Poverty and Spit! Poverty and Spit! THE DECLINE OF WESTERN CIVILIZATION (1981)

 Those of us who were punk rockers at some point in the 70s or 80s now feel old as fuck, clutching onto last ditch coke straws and first canes; our weary eyes are trapped within withered faces atop middle-aged, vice-tainted bodies, our tattoos gone to gray, the safety pin holes in our ears and cheeks long scarred over, livers shot are from Hep-C and whiskey, but hey hey hey! as the kid who sang for Black Flag (before Rollins - below left) would snarl...

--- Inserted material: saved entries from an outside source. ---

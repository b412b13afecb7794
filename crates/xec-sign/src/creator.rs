//! Signature creators: turn a key id and script code into a signature.

use log::trace;
use xec_primitives::KeyId;
use xec_script::Script;
use xec_transaction::sighash::{signature_hash, SigHashType, SIGHASH_ALL_FORKID};
use xec_transaction::Transaction;

use crate::checker::{DummySignatureChecker, SignatureChecker, TransactionSignatureChecker};
use crate::SigningProvider;

/// Produces raw signatures for the signing pipeline.
pub trait SignatureCreator {
    /// The checker that validates what this creator produces.
    fn checker(&self) -> &dyn SignatureChecker;

    /// Create a signature (with trailing sighash byte) by the key `key_id`
    /// over `script_code`.
    ///
    /// # Returns
    /// `None` when the key is unavailable or signing fails. This is never a
    /// hard error; the pipeline simply leaves the slot unsigned.
    fn create_sig(
        &self,
        provider: &dyn SigningProvider,
        key_id: &KeyId,
        script_code: &Script,
    ) -> Option<Vec<u8>>;
}

/// Creator that signs input `input_index` of a transaction with
/// RFC6979-deterministic, low-S ECDSA.
pub struct MutableTransactionSignatureCreator<'a> {
    tx: &'a Transaction,
    input_index: usize,
    amount: u64,
    sighash: SigHashType,
    checker: TransactionSignatureChecker<'a>,
}

impl<'a> MutableTransactionSignatureCreator<'a> {
    /// Bind a creator to (tx, input, spent amount, sighash type).
    pub fn new(tx: &'a Transaction, input_index: usize, amount: u64, sighash: SigHashType) -> Self {
        MutableTransactionSignatureCreator {
            tx,
            input_index,
            amount,
            sighash,
            checker: TransactionSignatureChecker::new(tx, input_index, amount),
        }
    }
}

impl SignatureCreator for MutableTransactionSignatureCreator<'_> {
    fn checker(&self) -> &dyn SignatureChecker {
        &self.checker
    }

    fn create_sig(
        &self,
        provider: &dyn SigningProvider,
        key_id: &KeyId,
        script_code: &Script,
    ) -> Option<Vec<u8>> {
        let key = provider.get_key(key_id)?;
        let hash = match signature_hash(
            self.tx,
            self.input_index,
            script_code.to_bytes(),
            self.sighash,
            self.amount,
        ) {
            Ok(hash) => hash,
            Err(e) => {
                trace!("cannot hash input {} for {}: {}", self.input_index, key_id, e);
                return None;
            }
        };
        let signature = key.sign(&hash).ok()?;
        let mut sig = signature.to_der();
        sig.push(self.sighash.to_byte());
        trace!("signed input {} with key {}", self.input_index, key_id);
        Some(sig)
    }
}

/// Creator producing well-formed placeholder signatures of a fixed size,
/// for size estimation and solvability checks. Never touches keys.
#[derive(Clone, Copy, Debug, PartialEq, Eq)]
pub struct DummySignatureCreator {
    r_len: u8,
    s_len: u8,
}

/// Placeholder of the usual size: 71 bytes.
pub const DUMMY_SIGNATURE_CREATOR: DummySignatureCreator = DummySignatureCreator::new(32, 32);

/// Placeholder of the largest possible size: 72 bytes.
pub const DUMMY_MAXIMUM_SIGNATURE_CREATOR: DummySignatureCreator =
    DummySignatureCreator::new(33, 32);

impl DummySignatureCreator {
    /// Creator whose signatures have `r_len`-byte R and `s_len`-byte S.
    pub const fn new(r_len: u8, s_len: u8) -> Self {
        DummySignatureCreator { r_len, s_len }
    }

    /// Length of each produced signature, sighash byte included.
    pub const fn signature_len(&self) -> usize {
        self.r_len as usize + self.s_len as usize + 7
    }
}

impl SignatureCreator for DummySignatureCreator {
    fn checker(&self) -> &dyn SignatureChecker {
        &DummySignatureChecker
    }

    fn create_sig(
        &self,
        _provider: &dyn SigningProvider,
        _key_id: &KeyId,
        _script_code: &Script,
    ) -> Option<Vec<u8>> {
        let r = self.r_len as usize;
        let s = self.s_len as usize;
        let mut sig = vec![0u8; self.signature_len()];
        sig[0] = 0x30;
        sig[1] = self.r_len + self.s_len + 4;
        sig[2] = 0x02;
        sig[3] = self.r_len;
        sig[4] = 0x01;
        sig[4 + r] = 0x02;
        sig[5 + r] = self.s_len;
        sig[6 + r] = 0x01;
        sig[6 + r + s] = SIGHASH_ALL_FORKID as u8;
        Some(sig)
    }
}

 I was just a suburban poseur moping around the all-ages City Gardens shows in Trenton in the early 80s, smoking myself into a coma while standing in front of the stage, waiting, waiting, waiting... for one crappy opening punk act after another, to get it over with, so I could see the Replacements, Ramones, Iggy Pop, Replacements or X, and go home. Pogoing and slam-dancing (as it was called) around until the skinheads took over and turned the whole front half into a 'mosh pit' (far different scene than some friendly slam-dancing where you're just whirling around bumping into each other like pinballs rather than "helicoptering" your meaty fists). Coming back to our parents' houses exhausted, battered, and alive, triumphant, relieved it was over, we took our shoes off an watched NIGHT FLIGHT on the USA Network or my duped tapes of RUDE BOY, REPO MAN and GIMME SHELTER for the zillionth time while carefully marking the water lines on dad's liquor bottles, so we'd know just what we could reasonably get away with. We knew of--but never got a chance to see--THE DECLINE OF WESTERN CIVILIZATION (1981), Penelope Sheeris' ground-floor documentary about the early days of the LA punk scene. We heard it was far far tawdrier than any other concert film, so tawdry it had and has never been on DVD or tape.... until this week....

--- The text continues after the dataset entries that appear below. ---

//! Core transaction type.
//!
//! Represents a complete transaction with version, inputs, outputs, and locktime.
//! Supports binary and hex serialization, transaction ID computation, coinbase
//! detection, and builder methods for adding inputs and outputs.

use xec_primitives::chainhash::{double_hash_h, Hash};
use xec_primitives::util::{ByteReader, ByteWriter, VarInt};
use xec_script::Script;

use crate::input::{TransactionInput, DEFAULT_SEQUENCE_NUMBER};
use crate::output::TransactionOutput;
use crate::sighash::{self, SigHashType};
use crate::TransactionError;

/// A transaction consisting of a version, a set of inputs, a set of
/// outputs, and a lock time.
///
/// # Wire format
///
/// | Field        | Size                      |
/// |--------------|---------------------------|
/// | version      | 4 bytes (LE)              |
/// | input count  | VarInt                    |
/// | inputs       | variable (per input)      |
/// | output count | VarInt                    |
/// | outputs      | variable (per output)     |
/// | lock_time    | 4 bytes (LE)              |
#[derive(Clone, Debug, PartialEq, Eq)]
pub struct Transaction {
    /// Transaction format version.
    pub version: u32,

    /// Ordered list of transaction inputs.
    pub inputs: Vec<TransactionInput>,

    /// Ordered list of transaction outputs.
    pub outputs: Vec<TransactionOutput>,

    /// Lock time. If non-zero, the transaction is not valid until the
    /// specified block height or Unix timestamp.
    pub lock_time: u32,
}

impl Transaction {
    /// Create a new empty transaction with version 2 and lock time 0.
    pub fn new() -> Self {
        Transaction {
            version: 2,
            inputs: Vec::new(),
            outputs: Vec::new(),
            lock_time: 0,
        }
    }

    // -----------------------------------------------------------------
    // Deserialization
    // -----------------------------------------------------------------

    /// Parse a transaction from a hex-encoded string.
    ///
    /// # Arguments
    /// * `hex_str` - A hex string of the raw transaction bytes.
    ///
    /// # Returns
    /// `Ok(Transaction)` on success, or a `TransactionError` if the hex is
    /// invalid or the bytes do not form a valid transaction.
    pub fn from_hex(hex_str: &str) -> Result<Self, TransactionError> {
        let bytes = hex::decode(hex_str).map_err(|e| {
            TransactionError::SerializationError(format!("invalid hex: {}", e))
        })?;
        Self::from_bytes(&bytes)
    }

    /// Parse a transaction from raw bytes.
    ///
    /// The slice must contain exactly one complete transaction with no
    /// trailing data.
    ///
    /// # Arguments
    /// * `bytes` - The raw transaction bytes.
    ///
    /// # Returns
    /// `Ok(Transaction)` on success, or a `TransactionError` if the data
    /// is truncated, malformed, or has trailing bytes.
    pub fn from_bytes(bytes: &[u8]) -> Result<Self, TransactionError> {
        let mut reader = ByteReader::new(bytes);
        let tx = Self::read_from(&mut reader)?;
        if reader.remaining() != 0 {
            return Err(TransactionError::SerializationError(format!(
                "trailing {} bytes after transaction",
                reader.remaining()
            )));
        }
        Ok(tx)
    }

    /// Deserialize a transaction from a `ByteReader`.
    ///
    /// Element counts are not trusted for preallocation: each element is
    /// read individually, so a huge declared count fails at end of input.
    ///
    /// # Arguments
    /// * `reader` - The reader positioned at the start of a serialized transaction.
    ///
    /// # Returns
    /// `Ok(Transaction)` on success, or a `TransactionError` on truncated or
    /// malformed data.
    pub fn read_from(reader: &mut ByteReader) -> Result<Self, TransactionError> {
        let version = reader.read_u32_le().map_err(TransactionError::reading("version"))?;

        let input_count = reader.read_varint().map_err(TransactionError::reading("input count"))?;
        let mut inputs = Vec::new();
        for _ in 0..input_count.value() {
            inputs.push(TransactionInput::read_from(reader)?);
        }

        let output_count = reader.read_varint().map_err(TransactionError::reading("output count"))?;
        let mut outputs = Vec::new();
        for _ in 0..output_count.value() {
            outputs.push(TransactionOutput::read_from(reader)?);
        }

        let lock_time = reader.read_u32_le().map_err(TransactionError::reading("lock time"))?;

        Ok(Transaction {
            version,
            inputs,
            outputs,
            lock_time,
        })
    }

    // -----------------------------------------------------------------
    // Serialization
    // -----------------------------------------------------------------

    /// Serialize this transaction into a `ByteWriter`.
    pub fn write_to(&self, writer: &mut ByteWriter) {
        writer.write_u32_le(self.version);

        writer.write_varint(VarInt::from(self.inputs.len()));
        for input in &self.inputs {
            input.write_to(writer);
        }

        writer.write_varint(VarInt::from(self.outputs.len()));
        for output in &self.outputs {
            output.write_to(writer);
        }

        writer.write_u32_le(self.lock_time);
    }

    /// Serialize this transaction to raw bytes.
    ///
    /// # Returns
    /// version(4) + varint(n_in) + inputs + varint(n_out) + outputs + locktime(4).
    pub fn to_bytes(&self) -> Vec<u8> {
        let mut writer = ByteWriter::with_capacity(256);
        self.write_to(&mut writer);
        writer.into_bytes()
    }

    /// Serialize this transaction to a lowercase hex string.
    pub fn to_hex(&self) -> String {
        hex::encode(self.to_bytes())
    }

    // -----------------------------------------------------------------
    // Transaction ID
    // -----------------------------------------------------------------

    /// Compute the transaction ID (double SHA-256 of serialized bytes).
    ///
    /// The hash bytes are in internal order; its `Display` gives the
    /// conventional byte-reversed form.
    pub fn tx_id(&self) -> Hash {
        double_hash_h(&self.to_bytes())
    }

    /// Compute the transaction ID as a human-readable hex string.
    pub fn tx_id_hex(&self) -> String {
        self.tx_id().to_string()
    }

    // -----------------------------------------------------------------
    // Inputs
    // -----------------------------------------------------------------

    /// Append a `TransactionInput` to this transaction.
    pub fn add_input(&mut self, input: TransactionInput) {
        self.inputs.push(input);
    }

    /// Return the number of inputs in the transaction.
    pub fn input_count(&self) -> usize {
        self.inputs.len()
    }

    /// Whether every input's unlocking script is empty.
    pub fn has_empty_script_sigs(&self) -> bool {
        self.inputs.iter().all(TransactionInput::is_unsigned)
    }

    /// Add an input from UTXO information.
    ///
    /// Creates a new input referencing the given previous transaction
    /// output and attaches the spent output for signature hashing.
    ///
    /// # Arguments
    /// * `prev_tx_id` - The hex txid of the previous transaction (display order).
    /// * `vout` - The output index being spent.
    /// * `prev_locking_script_hex` - Hex-encoded locking script of the previous output.
    /// * `satoshis` - The satoshi value of the previous output.
    ///
    /// # Returns
    /// `Ok(())` on success, or a `TransactionError` if any hex is invalid.
    pub fn add_input_from(
        &mut self,
        prev_tx_id: &str,
        vout: u32,
        prev_locking_script_hex: &str,
        satoshis: u64,
    ) -> Result<(), TransactionError> {
        let hash = Hash::from_hex(prev_tx_id)?;
        let locking_script = Script::from_hex(prev_locking_script_hex)?;

        let mut input = TransactionInput::from_outpoint(*hash.as_bytes(), vout);
        input.sequence_number = DEFAULT_SEQUENCE_NUMBER;
        input.set_source_output(Some(TransactionOutput::with_script(satoshis, locking_script)));

        self.inputs.push(input);
        Ok(())
    }

    // -----------------------------------------------------------------
    // Outputs
    // -----------------------------------------------------------------

    /// Append a `TransactionOutput` to this transaction.
    pub fn add_output(&mut self, output: TransactionOutput) {
        self.outputs.push(output);
    }

    /// Return the number of outputs in the transaction.
    pub fn output_count(&self) -> usize {
        self.outputs.len()
    }

    /// Compute the sum of all output satoshi values.
    ///
    /// # Returns
    /// The total, or `None` on overflow.
    pub fn total_output_satoshis(&self) -> Option<u64> {
        self.outputs
            .iter()
            .try_fold(0u64, |acc, o| acc.checked_add(o.satoshis))
    }

    // -----------------------------------------------------------------
    // Coinbase detection
    // -----------------------------------------------------------------

    /// Determine whether this transaction is a coinbase transaction.
    ///
    /// A coinbase transaction has exactly one input with an all-zero txid
    /// and output index `0xFFFFFFFF`.
    pub fn is_coinbase(&self) -> bool {
        match self.inputs.as_slice() {
            [input] => input.source_txid == [0u8; 32] && input.source_tx_out_index == 0xFFFF_FFFF,
            _ => false,
        }
    }

    /// Return the size of this transaction in bytes.
    pub fn size(&self) -> usize {
        self.to_bytes().len()
    }

    // -----------------------------------------------------------------
    // Signature hash
    // -----------------------------------------------------------------

    /// Compute the FORKID signature hash for a given input.
    ///
    /// Uses the source output attached to the input as the script code
    /// and amount.
    ///
    /// # Arguments
    /// * `input_index` - Index of the input being signed.
    /// * `sighash_type` - The sighash type (e.g. `SigHashType::ALL_FORKID`).
    ///
    /// # Returns
    /// A 32-byte double-SHA256 digest, or an error if the index is out of
    /// range or the input has no source output attached.
    pub fn calc_input_signature_hash(
        &self,
        input_index: usize,
        sighash_type: SigHashType,
    ) -> Result<[u8; 32], TransactionError> {
        let input = self.inputs.get(input_index).ok_or_else(|| {
            TransactionError::InvalidTransaction(format!(
                "input index {} out of range (tx has {} inputs)",
                input_index,
                self.inputs.len()
            ))
        })?;

        let source_output = input.source_tx_output().ok_or_else(|| {
            TransactionError::InvalidTransaction(
                "missing source output on input (no previous tx info)".to_string(),
            )
        })?;

        sighash::signature_hash(
            self,
            input_index,
            source_output.locking_script.to_bytes(),
            sighash_type,
            source_output.satoshis,
        )
    }
}

impl Default for Transaction {
    fn default() -> Self {
        Self::new()
    }
}

impl std::fmt::Display for Transaction {
    /// Display the transaction as its hex-encoded serialization.
    fn fmt(&self, f: &mut std::fmt::Formatter<'_>) -> std::fmt::Result {
        write!(f, "{}", self.to_hex())
    }
}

Finally America is ready. Spheeris' wrist-openingly grim post-op LA moldy-carpeted clang of a howl is here and man it lives up to its rep of sheer tawdriness. Onetwothree-GO! Our whole fucking life is a wreck! It seems we got so complacent, having no genuinely tawdry film live remotely close to our imaginations' now upscale, gated neighborhood, that now, when one finally busts in and pees on our mattress, we're at first so shocked we think it's raining. Dude, last time we were the ones peeing. Now somehow we're the ones holding the sheets? How'd that happen? Did Spheeris wait til we were too old to identify with these skeevy brats on purpose?

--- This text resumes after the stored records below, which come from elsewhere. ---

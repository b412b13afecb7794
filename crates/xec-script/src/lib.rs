/// XEC SDK - Script type, opcodes, and standard templates.
///
/// Provides the `Script` byte-string type, opcode definitions, operation
/// decoding, and classification of locking scripts into the standard
/// spending templates the signer understands.

pub mod script;
pub mod opcodes;
pub mod chunk;
pub mod standard;

mod error;
pub use error::ScriptError;
pub use script::Script;
pub use chunk::ScriptChunk;
pub use standard::{solve, ScriptTemplate};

Darby, sings into 'the mic' 
Irregardless! The full skeevy glory of Ms. Spheeris's no-holds barred musical documentary can finally be seen and heard. Not only are music rights all aligned but the band's limpid corpses have grown so befouled from punk rock sell-out options no further degradation can e'er befoul them. From the apocalyptic audience-bashing and riot-starting of Fear's Lee Ving to Jon Doe giving out jailhouse tattoos, this grotty full-frame 16mm film is never going to look like Kubrick or smell like Delmonicos, but the sheer poverty-stricken messiness of the punk lifestyle is better experienced at arm's length anyway, from within that City Gardens nicotine coma. It was meant for those teenage Night Flight Saturdays, blurry from arial static and USA network watermarks, not Blu-ray.

I always needed to take an inch down my dad's Old Crow water line, and a Silkwood shower, after a trip to City Gardens. It wasn't a matter of punk rock energy but of feeling skeeved out. I'd forgotten about that ritual, til this 'film' came rushing up the televisual sleeve like a rough, unlubricated hand job. What a shitty bunch of human beings these punks are, after all! I, of course, presume they're putting on a bit of a show for Penelope's camera. After all, the real message of the film is to sell the anarchy and dirt of punk as a performance, as a kind of artistic anti-movement, to live up to the tawdry hype that so infected our early 80s poseur punk imagination.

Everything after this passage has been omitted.